Fault diagnosis is the problem of detecting the potential faults hidden in the observed instances that are related to specific application domains. There are two types of fault diagnosis, i.e., single and simultaneous. In single fault diagnosis, only one fault may appear in an observed instance, while in simultaneous fault diagnosis, multiple faults may appear in an observed instance. Single fault diagnosis has been well studied in the past decade and has been applied to various domains, such as generator winding protection [1], chemical process [18], electrical machine [16], active magnetic bearing [20], power transformer [28], and field air defense gun [2]. Currently, with the development of science/technology, there is a stronger need on the safety and reliability of modern equipments. Unlike the traditional single fault generation, different faults often occur simultaneously in modern equipments due to various factors. Consequentially, these faults may cause serious accidents (e.g., air disasters, marine disasters, explosion accidents, collapse accidents, leakage accidents, and so on) that not only lead to great economic losses but also heavy casualties and environmental pollution. Therefore, an effective methodology is required to recognize the potential simultaneous faults in order to avoid such accidents. However, it is very difficult to conduct simultaneous fault diagnosis accurately and effectively due to the complex combination, mixture, and disturbance of features that reflect the single faults. A comprehensive reference-search finds that only a few literatures [4], [10], [24], [27], [29] exist to tackle this problem. These methods usually use the qualitative causal or quantitative analytical models to identify the simultaneous faults. Although a good solution is provided, these models usually cannot work well in practical applications. Meanwhile, the model parameters are also hard to determine.

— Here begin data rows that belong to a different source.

#![warn(missing_docs)]
#![warn(clippy::missing_docs_in_private_items)]

/// Maximum number of bytes of either output that the diff engine looks at
/// (800 KiB).
pub const DIFF_BYTE_CEILING: usize = 800 * 1024;

/// Marker appended to an output that was cut at [`DIFF_BYTE_CEILING`].
pub const TRUNCATION_NOTICE: &str = "\n...[TRUNCATED]";

/// Marker appended to a diff that has more lines than the configured limit.
pub const DIFF_ELLIPSIS: &str = "...";

/// Default number of diff lines shown when the options do not say otherwise.
pub const DEFAULT_DIFF_MAX_LINES: usize = 100;

/// Default number of context lines around each change.
pub const DEFAULT_DIFF_CONTEXT_LINES: usize = 3;

/// Number of input lines kept in an input preview.
pub const INPUT_SAMPLE_MAX_LINES: usize = 15;

/// Number of bytes kept in an input preview.
pub const INPUT_SAMPLE_MAX_BYTES: usize = 1024;

/// Marker appended to a truncated input preview.
pub const INPUT_SAMPLE_ELLIPSIS: &str = "...\n";

/// Name of the frontend script function that draws a text diff.
pub const DIFF_SCRIPT_HOOK: &str = "updateDiffBlock";

/// Name of the frontend script function that draws an HDL waveform diff.
pub const WAVEFORM_SCRIPT_HOOK: &str = "updateWaveDromBlock";

/// Sandbox exit code reported when the memory limit was hit.
pub const MEMORY_LIMIT_EXIT_CODE: i32 = 252;

/// Sandbox exit code reported when the time limit was hit.
pub const TIME_LIMIT_EXIT_CODE: i32 = 253;

/// `strftime` format used when showing `hidden-until` dates to viewers.
pub const HIDDEN_UNTIL_DISPLAY_FORMAT: &str = "%d/%m/%Y %H:%M:%S";

/// Date-time formats accepted by the `hidden-until` directive.
pub const HIDDEN_UNTIL_DATETIME_FORMATS: [&str; 4] =
    ["%Y-%m-%d %H:%M:%S", "%Y-%m-%d %H:%M", "%d/%m/%Y %H:%M:%S", "%d/%m/%Y %H:%M"];

/// Date-only formats accepted by the `hidden-until` directive.
pub const HIDDEN_UNTIL_DATE_FORMATS: [&str; 2] = ["%Y-%m-%d", "%d/%m/%Y"];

The main methodologies for handling simultaneous fault diagnosis include artificial neural networks (ANNs) [4], [24], support vector machines (SVMs) [27], [29], and Dempster–Shafer theory (DST) [10]. Different models have been designed for specific problems, i.e., chemical reactor [4], [24], chemical plant [29], and multi-function rotor [10]. However, there are two disadvantages of the existing models. (1) The computational complexity for learning their parameters are high. Given that N is the size of training set, the training complexities of ANNs, SVMs, and DST are O(N2), O(N3), and O(N2) respectively, which make them unable to deal with large data. (2) They often neglect the necessary dependence among features in the observed instances, which exist in most practical applications. For example, in heart-disease electrocardiogram (ECG) [22], there is strong dependence between indices of vulnerability and heart rate [13]. These limitations motivate our idea in this paper to develop a novel simultaneous fault diagnosis model that can avoid the intractable complexity and take the dependence among features into account.

Naive Bayesian classifier (NBC) is a competent tool to deal with large data due to its simplicity, low computational complexity, and less memory requirement [3]. Applying NBC to fault diagnosis is an emergent research topic. Related studies on single fault diagnosis can be found from recent references [9], [12], [15], [17]. To our best knowledge, we are the first one who try to establish a simultaneous fault diagnosis model based on Bayesian classifiers. In order to deal with the dependence among features, a non-naive Bayesian classifier (NNBC) is proposed to diagnose the possible faults hidden in the observed instances. It establishes a model of joint p.d.f. that is estimated by using Parzen windows based on the multivariate kernel function. Specifically, the estimation is completed by seeking an optimal bandwidth for the Parzen window through minimizing the mean integrated squared error between the true p.d.f. and the estimated p.d.f.

Analysis reveals that the training complexity of NNBC is O(Nd), where N is the number of training instances and d is the number of conditional features. It shows that when d  N, NNBC can carry out the fault diagnosis with lower computational burden than ANNs [24], SVMs [29], and DST [10]. We compare our proposed NNBC with three p.d.f. density estimation based NBCs (normal naive Bayesian (NNB) [14], flexible naive Bayesian (FNB) [7], and the homologous model of FNB (FNBROT)) [11] in terms of three evaluation indices, i.e., classification accuracy, area under ROC curve (AUC) [5], [6], and probability mean square error (PMSE) [8]. The comparative results show that NNBC is uniformly and significantly superior to the other three models regarding the three indices, and therefore, provides a new way to design high-performance models for simultaneous fault diagnosis.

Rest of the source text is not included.